Imagine if Canada’s military responses were not centralized in the Department of National Defence, but instead divided across various branches of government, each busy with other priorities. It’s fair to assume that military responses would be less coordinated, less prepared for timely deployment, and ultimately, less effective. We see this very thing happening with peace thinking and peace actions.
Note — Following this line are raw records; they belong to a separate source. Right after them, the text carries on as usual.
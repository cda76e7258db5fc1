use crate::internal::remote_file::structs::RemotePath;
use crate::internal::states::unlock_reactive::UnlockReactiveProperty;

/// 传输方向
#[derive(Debug, Clone, Copy, PartialEq, Eq)]
pub enum TransferDirection {
    Upload,
    Download,
}

/// 传输进度：当前正在传输的单个文件的累计字节数
///
/// 调用方通过 [`WebdavSyncer::progress`](crate::sync::WebdavSyncer::progress) 读取或监听；
/// 进度比例可用 [`TransferProgress::pct`] 获取。
#[derive(Debug, Clone)]
pub struct TransferProgress {
    pub direction: TransferDirection,
    /// 正在传输的远程路径
    pub path: RemotePath,
    /// 已传输的字节数
    pub bytes_done: u64,
    /// 文件总大小（字节），未知时为 `None`
    pub total: Option<u64>,
}

impl TransferProgress {
    pub fn idle() -> Self {
        Self {
            direction: TransferDirection::Download,
            path: RemotePath::root(),
            bytes_done: 0,
            total: None,
        }
    }

    /// 进度百分比（0～100）；总大小为 0 或未知时返回 `f64::NAN`。
    pub fn pct(&self) -> f64 {
        self.total
            .filter(|&t| t > 0)
            .map(|t| (self.bytes_done as f64 / t as f64) * 100.0)
            .unwrap_or(f64::NAN)
    }
}

/// 传输层写入进度所用的共享句柄
pub type ProgressState = UnlockReactiveProperty<TransferProgress>;
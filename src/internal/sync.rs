//! 同步核心：递归列表、上传对账、单文件传输、远程资源操作与搜索。
//!
//! 所有操作都定义为 [`WebdavSyncer`](structs::webdav_syncer::WebdavSyncer) 的方法，
//! 按 `functions` 下的文件分组实现。

pub mod functions;
pub mod structs;
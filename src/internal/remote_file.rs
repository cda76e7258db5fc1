//! 远程资源领域模块：规范化路径、资源描述与 PROPFIND 整理结果。
//!
//! 对外导出以 [`crate::remote_file`] 为准，此处仅做模块划分。

pub mod structs;
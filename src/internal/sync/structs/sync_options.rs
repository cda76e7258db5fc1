/// 默认最大递归深度
pub const DEFAULT_MAX_DEPTH: usize = 64;

/// 同步行为配置
#[derive(Debug, Clone)]
pub struct SyncOptions {
    /// 目录递归的最大层数（相对操作起点）；超过即以 ListError 失败
    pub max_depth: usize,
}

impl Default for SyncOptions {
    fn default() -> Self {
        Self { max_depth: DEFAULT_MAX_DEPTH }
    }
}
use std::io::{IsTerminal, Write};
use std::path::{Path, PathBuf};
use std::process::ExitCode;

use anyhow::{Context, Result};
use tokio::task::JoinHandle;
use tracing::{info, warn};
use webdav_sync::config::AppConfig;
use webdav_sync::open_remote_session;
use webdav_sync::remote_file::RemotePath;
use webdav_sync::sync::{CancelFlag, OperationResult, WebdavSyncer};
use webdav_sync::transport::{TransferDirection, WebdavTransport};

use super::args::{Cli, Command};
use super::logging::{init_console_logging, init_logging};

pub async fn run(cli: Cli) -> Result<ExitCode> {
    let config_path = match cli.config {
        Some(path) => path,
        None => AppConfig::default_path()?,
    };

    if let Command::InitConfig = cli.command {
        init_console_logging(cli.verbose);
        return init_config(&config_path);
    }

    let config = AppConfig::load(&config_path)
        .with_context(|| format!("无法加载配置 {}", config_path.display()))?;
    init_logging(&config.logging, cli.verbose)?;

    let cancel = CancelFlag::new();
    watch_interrupt(cancel.clone());

    let syncer = match open_remote_session(&config, cancel).await {
        Ok(syncer) => syncer,
        Err(e) => {
            let result = e.to_result();
            eprintln!("{result}");
            return Ok(ExitCode::FAILURE);
        }
    };

    let progress_task = spawn_progress_line(&syncer);
    let exit = execute(&syncer, &config, cli.command).await;
    if let Some(task) = progress_task {
        task.abort();
        eprintln!();
    }

    exit
}

fn init_config(path: &Path) -> Result<ExitCode> {
    if AppConfig::write_default(path)? {
        info!("已生成配置文件 {}", path.display());
    } else {
        info!("配置文件 {} 已存在，无需生成", path.display());
    }
    Ok(ExitCode::SUCCESS)
}

async fn execute(
    syncer: &WebdavSyncer<WebdavTransport>,
    config: &AppConfig,
    command: Command,
) -> Result<ExitCode> {
    let result = match command {
        Command::InitConfig => return Ok(ExitCode::SUCCESS),
        Command::List { path, recursive } => {
            let target = config.resolve_remote(path.as_deref().unwrap_or(""))?;
            if recursive {
                syncer
                    .list_recursive(&target)
                    .await
                    .map(|paths| print_lines(paths.iter()))
            } else {
                syncer.list(&target).await.map(|names| print_lines(names.iter()))
            }
        }
        Command::Search { word, path } => {
            let target = config.resolve_remote(path.as_deref().unwrap_or(""))?;
            syncer
                .search(&word, &target)
                .await
                .map(|paths| print_lines(paths.iter()))
        }
        Command::Info { path } => {
            let target = config.resolve_remote(&path)?;
            syncer.info(&target).await.map(|info| {
                match info.size {
                    Some(size) if !info.is_directory() => {
                        println!("{target}\t文件\t{size} 字节")
                    }
                    _ => println!("{target}\t目录"),
                }
                OperationResult::ok(format!("{target} 查询完成"))
            })
        }
        Command::Upload { local, remote } => {
            let base = config.resolve_remote(remote.as_deref().unwrap_or(""))?;
            Ok(syncer.upload(&local, &base, false).await)
        }
        Command::Download { remote, local } => {
            let source = config.resolve_remote(&remote)?;
            let target = local.unwrap_or_else(|| default_download_target(config, &source));
            Ok(syncer.download(&source, &target).await)
        }
        Command::Delete { path } => {
            let target = config.resolve_remote(&path)?;
            Ok(syncer.delete(&target).await)
        }
        Command::Copy { from, to } => {
            let (from, to) = (config.resolve_remote(&from)?, config.resolve_remote(&to)?);
            Ok(syncer.copy(&from, &to).await)
        }
        Command::Move { from, to } => {
            let (from, to) = (config.resolve_remote(&from)?, config.resolve_remote(&to)?);
            Ok(syncer.move_resource(&from, &to).await)
        }
        Command::Mkdir { path } => {
            let target = config.resolve_remote(&path)?;
            Ok(syncer.create_directory(&target).await)
        }
    };

    let result = result.unwrap_or_else(|e| e.to_result());
    if result.is_ok() {
        Ok(ExitCode::SUCCESS)
    } else {
        eprintln!("{result}");
        Ok(ExitCode::FAILURE)
    }
}

fn print_lines<I, D>(items: I) -> OperationResult
where
    I: Iterator<Item = D>,
    D: std::fmt::Display,
{
    let mut count = 0usize;
    for item in items {
        println!("{item}");
        count += 1;
    }
    OperationResult::ok(format!("共 {count} 项"))
}

fn default_download_target(config: &AppConfig, source: &RemotePath) -> PathBuf {
    match source.name() {
        "" => config.local.path.clone(),
        name => config.local.path.join(name),
    }
}

/// Ctrl-C 只置位取消标志，当前步骤完成后流程自行停止
fn watch_interrupt(cancel: CancelFlag) {
    tokio::spawn(async move {
        if tokio::signal::ctrl_c().await.is_ok() {
            warn!("收到中断信号，当前步骤完成后停止");
            cancel.cancel();
        }
    });
}

/// 终端下在 stderr 上刷新一行传输进度
fn spawn_progress_line(
    syncer: &WebdavSyncer<WebdavTransport>,
) -> Option<JoinHandle<()>> {
    if !std::io::stderr().is_terminal() {
        return None;
    }

    let mut watcher = syncer.progress().watch();
    Some(tokio::spawn(async move {
        while let Ok(progress) = watcher.changed().await {
            let verb = match progress.direction {
                TransferDirection::Upload => "上传",
                TransferDirection::Download => "下载",
            };
            let pct = progress.pct();
            let mut stderr = std::io::stderr().lock();
            let _ = if pct.is_nan() {
                write!(stderr, "\r{} {} {} 字节", verb, progress.path, progress.bytes_done)
            } else {
                write!(stderr, "\r{} {} {:.1}%", verb, progress.path, pct)
            };
            let _ = stderr.flush();
        }
    }))
}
Peaceful approaches to transforming conflicts before they explode into large scale violence are often ignored. When attempted at all, they are engaged in too late or too half-heartedly to make the type of impact they could make. We believe that peaceful responses to world conflicts will always be fragmented until they are given real priority. One major issue is that there’s no government body championing peace actions and seeing that government decisions are made with consideration to how they’ll contribute to peace.
We believe one logical and cost effective way to bring peace to the forefront of government decisions would be to create a federal Department of Peace. This advocate and coordinator of peace efforts could lead to major positive changes in Canada’s contributions to a more peaceful and just world.
Matthew Legge has two part-time jobs for CFSC, and wrote this in his role as Peace Program Coordinator.

  1. Ibbitson, John. (2012, April 15). The Charter proves to be Canada’s gift to world. The Globe and Mail.
  2. Saunders, Philip (2002, April). The Charter at 20. CBC News Online.